The lines between sex, love and friendship are blurrier than ever, as I found out quickly while using the app.

The first time I met someone using Tinder, the free dating app that requires users to swipe left for “no” and right for “yes” before enabling new “matches” to chat, it was an unqualified success. I should probably qualify that. I was newly single after five years in a committed relationship and wasn’t looking for anything more than fun, friendship and, well, who knows. A few weeks earlier I had tried to give my number to a girl in a cinema café in Brixton. I wrote it on a postcard I’d been using as a bookmark. She said she had a boyfriend, but wanted to keep the postcard. I had no date and I lost my page.

My Tinder date was a master’s student from Valencia called Anna (her name wasn’t really Anna, of course, I’m not a sociopath). When I arrived at the appointed meeting place, she told me I was far more handsome IRL (“in real life”) than my pictures suggested. I was flattered and full of praise for the directness of continental Europeans but also thought sadly to myself: “If only the same could be said about you.”

Anna and I became friends, at least for a while. The date wasn’t a success in the traditional sense of leading us into a contract based on exclusivity, an accumulating cache of resentments and a mortgage, but it had put me back in the game (an appropriate metaphor – people speak regularly of “playing” with the app).

According to Sean Rad, the co-founder who launched Tinder in late 2012, the service was invented for people like me. “It was really a way to overcome my own problems,” he told the editor of Cosmopolitan at an event in London last month. “It was weird to me, to start a conversation [with a stranger]. Once I had an introduction I was fine, but it’s that first step. It’s difficult for a lot of people.” After just one outing, I’d learned two fundamental lessons about the world of online dating: pretty much everyone has at least one decent picture of themselves, and meeting women using a so-called hook-up app is seldom straightforwardly about sex.

Although sometimes it is. My second Tinder date took place in Vienna. I met Louisa (ditto, name) outside some notable church or other one evening while visiting on holiday (Tinder tourism being, in my view, a far more compelling way to get to know a place than a cumbersome Lonely Planet guide). We drank cocktails by the Danube and rambled across the city before making the romantic decision to stay awake all night, as she had to leave early the next day to go hiking with friends. It was just like the Richard Linklater movie Before Sunrise – something I said out loud more than a few times as the Aperol Spritzes took their toll.

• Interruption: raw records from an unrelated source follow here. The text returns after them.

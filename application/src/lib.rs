//! Application layer for review-gate
//!
//! This crate contains use cases, port definitions, and application configuration.
//! It depends only on the domain layer.

pub mod config;
pub mod ports;
pub mod use_cases;

// Re-export commonly used types
pub use config::{ReviewParams, ReviewStandards};
pub use ports::{
    metrics_store::{MetricsReadError, MetricsStore, MetricsWriteError},
    progress::{CycleProgressNotifier, NoProgress},
    review_agent::{AgentError, ReviewAgent, ReviewAgentRegistry, ReviewRequest},
    signal_scanner::{ScanError, SignalScanner},
};
pub use use_cases::detect_agents::{
    DetectAgentsInput, DetectAgentsUseCase, DetectError, DetectionReport, InactiveAgent,
};
pub use use_cases::record_metrics::{MetricsRecorder, RecordReport};
pub use use_cases::run_consensus::{
    CycleOutcome, ReviewError, ReviewReport, RunConsensusInput, RunConsensusUseCase,
};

When we met up in London a few months later, Louisa and I decided to skip the second part of Linklater’s beautiful triptych and fast-track our relationship straight to the third, Before Midnight, which takes place 18 years after the protagonists’ first meet in Vienna, and have begun to discover that they hate each others’ guts.

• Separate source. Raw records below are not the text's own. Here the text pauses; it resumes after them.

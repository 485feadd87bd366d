//! Framework detection from package manifests
//!
//! Manifests are the only files whose contents the scanner reads. A manifest
//! that fails to parse contributes nothing.

use serde_json::Value as JsonValue;
use std::collections::BTreeSet;
use std::fs;
use std::path::Path;
use tracing::debug;

/// Manifest kinds recognized by file name
#[derive(Debug, Clone, Copy, PartialEq, Eq)]
pub enum ManifestKind {
    PackageJson,
    ComposerJson,
    CargoToml,
    PyProject,
    Requirements,
    Gemfile,
    GoMod,
}

impl ManifestKind {
    pub fn from_file_name(name: &str) -> Option<Self> {
        match name {
            "package.json" => Some(Self::PackageJson),
            "composer.json" => Some(Self::ComposerJson),
            "Cargo.toml" => Some(Self::CargoToml),
            "pyproject.toml" => Some(Self::PyProject),
            "requirements.txt" => Some(Self::Requirements),
            "Gemfile" => Some(Self::Gemfile),
            "go.mod" => Some(Self::GoMod),
            _ => None,
        }
    }
}

/// npm package name to framework
const NPM_FRAMEWORKS: &[(&str, &str)] = &[
    ("react", "react"),
    ("vue", "vue"),
    ("@angular/core", "angular"),
    ("svelte", "svelte"),
    ("next", "next"),
    ("express", "express"),
    ("@nestjs/core", "nest"),
    ("fastify", "fastify"),
    ("koa", "koa"),
    ("@sentry/node", "sentry"),
    ("@sentry/browser", "sentry"),
    ("prom-client", "prometheus"),
    ("dd-trace", "datadog"),
    ("newrelic", "newrelic"),
    ("@tensorflow/tfjs", "tensorflow"),
];

/// composer package name to framework
const COMPOSER_FRAMEWORKS: &[(&str, &str)] = &[
    ("laravel/framework", "laravel"),
    ("symfony/symfony", "symfony"),
    ("symfony/framework-bundle", "symfony"),
];

/// crates.io crate name to framework
const CRATE_FRAMEWORKS: &[(&str, &str)] = &[
    ("actix-web", "actix"),
    ("rocket", "rocket"),
    ("warp", "warp"),
    ("axum", "axum"),
    ("tokio", "tokio"),
    ("sentry", "sentry"),
    ("prometheus", "prometheus"),
];

/// Substring of a python requirement to framework
const PYTHON_FRAMEWORKS: &[(&str, &str)] = &[
    ("django", "django"),
    ("flask", "flask"),
    ("fastapi", "fastapi"),
    ("torch", "pytorch"),
    ("tensorflow", "tensorflow"),
    ("pandas", "pandas"),
    ("numpy", "numpy"),
    ("scikit", "scikit"),
    ("keras", "keras"),
    ("transformers", "transformers"),
    ("sentry-sdk", "sentry"),
    ("prometheus-client", "prometheus"),
    ("prometheus_client", "prometheus"),
    ("ddtrace", "datadog"),
    ("newrelic", "newrelic"),
];

/// Substring of a Gemfile to framework
const RUBY_FRAMEWORKS: &[(&str, &str)] = &[
    ("'rails'", "rails"),
    ("\"rails\"", "rails"),
    ("sinatra", "sinatra"),
    ("sentry-ruby", "sentry"),
];

/// Substring of a go.mod to framework
const GO_FRAMEWORKS: &[(&str, &str)] = &[
    ("github.com/gin-gonic/gin", "gin"),
    ("github.com/labstack/echo", "echo"),
    ("github.com/gofiber/fiber", "fiber"),
    ("github.com/gorilla/mux", "gorilla"),
    ("github.com/prometheus/client_golang", "prometheus"),
];

/// Frameworks declared by a manifest file
///
/// Unreadable or malformed manifests yield an empty set.
pub fn detect(path: &Path, kind: ManifestKind) -> BTreeSet<String> {
    let content = match fs::read_to_string(path) {
        Ok(content) => content,
        Err(e) => {
            debug!("Skipping unreadable manifest {}: {}", path.display(), e);
            return BTreeSet::new();
        }
    };

    let parsed = match kind {
        ManifestKind::PackageJson => {
            json_dependencies(&content, &["dependencies", "devDependencies"])
                .map(|names| lookup(&names, NPM_FRAMEWORKS))
        }
        ManifestKind::ComposerJson => json_dependencies(&content, &["require", "require-dev"])
            .map(|names| lookup(&names, COMPOSER_FRAMEWORKS)),
        ManifestKind::CargoToml => {
            cargo_dependencies(&content).map(|names| lookup(&names, CRATE_FRAMEWORKS))
        }
        ManifestKind::PyProject => pyproject_dependencies(&content)
            .map(|names| contains_any(&names.join("\n"), PYTHON_FRAMEWORKS)),
        ManifestKind::Requirements => Ok(contains_any(&content, PYTHON_FRAMEWORKS)),
        ManifestKind::Gemfile => Ok(contains_any(&content, RUBY_FRAMEWORKS)),
        ManifestKind::GoMod => Ok(contains_any(&content, GO_FRAMEWORKS)),
    };

    parsed.unwrap_or_else(|e| {
        debug!("Ignoring malformed manifest {}: {}", path.display(), e);
        BTreeSet::new()
    })
}

fn json_dependencies(content: &str, sections: &[&str]) -> Result<Vec<String>, String> {
    let value: JsonValue = serde_json::from_str(content).map_err(|e| e.to_string())?;
    Ok(sections
        .iter()
        .filter_map(|section| value.get(section).and_then(JsonValue::as_object))
        .flat_map(|deps| deps.keys().cloned())
        .collect())
}

fn cargo_dependencies(content: &str) -> Result<Vec<String>, String> {
    let value: toml::Table = toml::from_str(content).map_err(|e| e.to_string())?;
    let mut names = Vec::new();
    for section in ["dependencies", "dev-dependencies"] {
        if let Some(table) = value.get(section).and_then(toml::Value::as_table) {
            names.extend(table.keys().cloned());
        }
    }
    if let Some(table) = value
        .get("workspace")
        .and_then(|w| w.get("dependencies"))
        .and_then(toml::Value::as_table)
    {
        names.extend(table.keys().cloned());
    }
    Ok(names)
}

fn pyproject_dependencies(content: &str) -> Result<Vec<String>, String> {
    let value: toml::Table = toml::from_str(content).map_err(|e| e.to_string())?;
    let mut names = Vec::new();

    if let Some(deps) = value
        .get("project")
        .and_then(|p| p.get("dependencies"))
        .and_then(toml::Value::as_array)
    {
        names.extend(deps.iter().filter_map(toml::Value::as_str).map(str::to_string));
    }
    if let Some(deps) = value
        .get("tool")
        .and_then(|t| t.get("poetry"))
        .and_then(|p| p.get("dependencies"))
        .and_then(toml::Value::as_table)
    {
        names.extend(deps.keys().cloned());
    }
    Ok(names)
}

fn lookup(names: &[String], table: &[(&str, &str)]) -> BTreeSet<String> {
    table
        .iter()
        .filter(|(package, _)| names.iter().any(|n| n == package))
        .map(|(_, framework)| framework.to_string())
        .collect()
}

fn contains_any(content: &str, table: &[(&str, &str)]) -> BTreeSet<String> {
    let content = content.to_lowercase();
    table
        .iter()
        .filter(|(needle, _)| content.contains(needle))
        .map(|(_, framework)| framework.to_string())
        .collect()
}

Which is one of the many hazards of the swiping life: unlike with older, web-based platforms such as Match.com or OkCupid, which require a substantial written profile, Tinder users know relatively little about their prospective mates. All that’s necessary is a Facebook account and a single photograph. University, occupation, a short bio and mutual Facebook “likes” are optional (my bio is made up entirely of emojis: the pizza slice, the dancing lady, the stack of books).

Worse still, you will see people you know on Tinder – that includes colleagues, neighbours and exes – and they will see you. Far more people swipe out of boredom or curiosity than are ever likely to want to meet up, in part because swiping is so brain-corrosively addictive.

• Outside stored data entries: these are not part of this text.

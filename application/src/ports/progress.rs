//! Progress notification port
//!
//! Defines the interface for reporting progress during a review cycle.

use gate_domain::{AgentVerdict, ConsensusResult};

/// Callback for progress updates during a review cycle
///
/// Implementations live in the presentation layer and can display
/// progress in various ways (progress bars, plain logs, nothing).
pub trait CycleProgressNotifier: Send + Sync {
    /// Called once the active agents have been dispatched
    fn on_cycle_start(&self, cycle_id: &str, total_agents: usize);

    /// Called when a verdict is recorded (including synthesized ones)
    fn on_verdict(&self, verdict: &AgentVerdict);

    /// Called when the deadline fires with agents still pending
    fn on_timeout(&self, _pending: &[String]) {}

    /// Called after the decision is made
    fn on_cycle_complete(&self, result: &ConsensusResult);
}

/// No-op progress notifier for when progress reporting is not needed
pub struct NoProgress;

impl CycleProgressNotifier for NoProgress {
    fn on_cycle_start(&self, _cycle_id: &str, _total_agents: usize) {}
    fn on_verdict(&self, _verdict: &AgentVerdict) {}
    fn on_cycle_complete(&self, _result: &ConsensusResult) {}
}
//! Command-line interface

pub mod commands;
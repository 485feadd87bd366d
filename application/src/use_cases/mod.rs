//! Use cases
//!
//! Application-level operations that orchestrate domain logic.

pub mod detect_agents;
pub mod record_metrics;
pub mod run_consensus;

While the company is cagey about its user data, we know that Tinder has been downloaded over 100 million times and has produced upwards of 11 billion matches – though the number of people who have made contact will be far lower. It may sound like a lot but the Tinder user-base remains stuck at around the 50 million mark: a self-selecting coterie of mainly urban, reasonably affluent, generally white men and women, mostly aged between 18 and 34.

A new generation of apps – such as Hey! Vina and Skout – is seeking to capitalise on Tinder’s reputation as a portal for sleaze, a charge Sean Rad was keen to deny at the London event. Tinder is working on a new iteration, Tinder Social, for groups of friends who want to hang out with other groups on a night out, rather than dating. This makes sense for a relatively fresh business determined to keep on growing: more people are in relationships than out of them, after all.

After two years of using Tinder, off and on, last weekend I deleted the app. I had been visiting a friend in Sweden, and took it pretty badly when a Tinder date invited me to a terrible nightclub, only to take a few looks at me and bolt without even bothering to fabricate an excuse. But on the plane back to London the next day, a strange thing happened. Before takeoff, the woman sitting beside me started crying. I assumed something bad had happened but she explained that she was terrified of flying. Almost as terrified, it turned out, as I am. We wound up holding hands through a horrific patch of mid-air turbulence, exchanged anecdotes to distract ourselves and even, when we were safely in sight of the ground, a kiss.

She’s in my phone, but as a contact on Facebook rather than an avatar on a dating app. I’ll probably never see her again but who knows. People connect in strange new ways all the time. The lines between sex, love and friendship are blurrier than ever, but you can be sure that if you look closely at the lines, you’ll almost certainly notice the pixels.

Philip Maughan is Assistant Editor at the New Statesman.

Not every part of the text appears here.